I am trying to cluster with kmeans in pyspark. I have data like the id_predictions_df example below. I'm first pivoting the data to create a dataframe where the columns are the id_y indices and the rows would be the id_x. The values are then the adj_prob. there's only one entry per row so the '.agg({'adj_prob':'max'})' is just to get the pivot to work. The pivot step is very slow, the clustering actually runs pretty quickly. Is there a quicker alternative to the pivot step?

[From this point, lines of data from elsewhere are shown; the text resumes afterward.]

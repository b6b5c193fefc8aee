//! Wiring: settings and adapters in, a hydrated client out.

use std::ffi::OsString;
use std::path::PathBuf;
use std::sync::Arc;

use ortho_config::OrthoConfig;
use thiserror::Error;
use tracing::info;

use crate::admin::AdminConsole;
use crate::api::ApiClient;
use crate::config::{ClientSettings, ConfigError};
use crate::domain::ports::{HttpTransport, InMemorySessionStorage, Notifier, SessionStorage};
use crate::domain::{ClientResult, DashboardSummary, initial_organization};
use crate::outbound::http::ReqwestTransport;
use crate::outbound::notifier::TracingNotifier;
use crate::outbound::storage::FileSessionStorage;
use crate::session::SessionStore;

/// Failures raised while assembling the client.
#[derive(Debug, Error)]
pub enum BootstrapError {
    /// Settings were missing or invalid.
    #[error(transparent)]
    Config(#[from] ConfigError),
    /// The reqwest client could not be built.
    #[error("failed to build HTTP client: {message}")]
    Http {
        /// Builder error text.
        message: String,
    },
    /// The session directory could not be opened.
    #[error("failed to open session directory {path:?}: {message}")]
    Storage {
        /// Configured directory.
        path: PathBuf,
        /// Open error text.
        message: String,
    },
}

/// Fully wired client: access layer, a hydrated session store, and the
/// admin console.
pub struct StatusPageClient {
    settings: ClientSettings,
    store: Arc<SessionStore>,
    admin: AdminConsole,
}

impl StatusPageClient {
    /// Load settings from `STATUSPAGE_*` variables and configuration files,
    /// then build the client with the default adapters.
    ///
    /// # Errors
    ///
    /// See [`StatusPageClient::from_settings`]; configuration loading
    /// failures are reported as [`ConfigError::Load`].
    pub fn from_env() -> Result<Self, BootstrapError> {
        let settings = ClientSettings::load_from_iter([OsString::from("status-client")])
            .map_err(|error| ConfigError::Load {
                message: error.to_string(),
            })?;
        Self::from_settings(settings)
    }

    /// Build the client with the reqwest transport, file or in-memory
    /// storage, and the tracing notifier.
    ///
    /// # Errors
    ///
    /// Returns an error when the API URL is invalid, the HTTP client cannot
    /// be built, or the session directory cannot be opened.
    pub fn from_settings(settings: ClientSettings) -> Result<Self, BootstrapError> {
        let transport = ReqwestTransport::new().map_err(|error| BootstrapError::Http {
            message: error.to_string(),
        })?;
        let storage: Arc<dyn SessionStorage> = match settings.session_dir.as_deref() {
            Some(path) => Arc::new(FileSessionStorage::open(path).map_err(|error| {
                BootstrapError::Storage {
                    path: path.to_path_buf(),
                    message: error.to_string(),
                }
            })?),
            None => Arc::new(InMemorySessionStorage::new()),
        };
        Self::with_adapters(settings, Arc::new(transport), storage, Arc::new(TracingNotifier))
    }

    /// Build the client around caller-supplied adapters and hydrate the
    /// session.
    ///
    /// # Errors
    ///
    /// Returns [`BootstrapError::Config`] when the API URL is invalid.
    pub fn with_adapters(
        settings: ClientSettings,
        transport: Arc<dyn HttpTransport>,
        storage: Arc<dyn SessionStorage>,
        notifier: Arc<dyn Notifier>,
    ) -> Result<Self, BootstrapError> {
        let base_url = settings.api_base_url()?;
        let api = Arc::new(ApiClient::new(base_url, transport));
        let admin = AdminConsole::new(Arc::clone(&api), Arc::clone(&notifier));
        let store = Arc::new(SessionStore::new(api, storage, notifier));
        let session = store.hydrate();
        info!(
            base_url = store.api().base_url(),
            authenticated = session.is_authenticated(),
            "status page client ready"
        );
        Ok(Self {
            settings,
            store,
            admin,
        })
    }

    /// Settings the client was built from.
    pub fn settings(&self) -> &ClientSettings {
        &self.settings
    }

    /// Session store, already hydrated.
    pub fn session_store(&self) -> &Arc<SessionStore> {
        &self.store
    }

    /// Shared access layer.
    pub fn api(&self) -> &Arc<ApiClient> {
        self.store.api()
    }

    /// Service and incident management.
    pub fn admin(&self) -> &AdminConsole {
        &self.admin
    }

    /// Organization the public view should open with.
    ///
    /// The configured default wins without a request; otherwise the public
    /// organization list is fetched and its first entry used.
    pub async fn initial_organization(&self) -> ClientResult<Option<String>> {
        if let Some(configured) = self.settings.default_organization() {
            return Ok(Some(configured.to_owned()));
        }
        let organizations = self.api().public().organizations().await?;
        Ok(initial_organization(None, &organizations))
    }

    /// Fetch services and incidents together and summarise them.
    pub async fn dashboard_summary(&self) -> ClientResult<DashboardSummary> {
        let api = self.api();
        let services_api = api.services();
        let incidents_api = api.incidents();
        let (services, incidents) = tokio::try_join!(services_api.list(), incidents_api.list())?;
        Ok(DashboardSummary::from_records(&services, &incidents))
    }
}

Pivoting just seems unneccessary since I'm turning it into a vector in the next step.
code:
pivot_df = id_predictions_df.groupBy('id_x').pivot('id_y').agg({'adj_prob':'max'})
from pyspark.ml.clustering import KMeans
from pyspark.ml.linalg import Vectors
from pyspark.ml.feature import VectorAssembler
feat_cols = [x for x in pivot_df2.columns if x!='id_x']
vec_assembler = VectorAssembler(inputCols = feat_cols, outputCol='features')
final_data = vec_assembler.transform(pivot_df2)
kmeans3 = KMeans(featuresCol='features',k=200)
model_k3 = kmeans3.fit(final_data)
cluster_label_df=model_k3.transform(final_data)
data:
id_predictions_df.show(truncate=False)
+-----+-------+--------+
|id_x |id_y |adj_prob|
+-----+-------+--------+
|388 |185750 |0.0 |
|8465 |15826 |0.0 |
|8712 |520418 |0.0 |
|11139|400617 |0.0 |
|12999|42364 |0.0 |
|13382|14100 |0.0 |
|15479|1075409|0.0 |
|15582|721538 |0.0 |
|16162|103031 |0.0 |
|17418|1129613|0.0 |
|18183|490223 |0.0 |
|20730|208942 |0.0 |
|23773|625286 |0.0 |
|26148|258915 |0.0 |
|29685|995242 |0.0 |
|29786|753786 |0.0 |
|30336|411385 |0.0 |
|32624|1290430|0.0 |
|33217|1194822|0.0 |
|34730|1006203|0.0 |
+-----+-------+--------+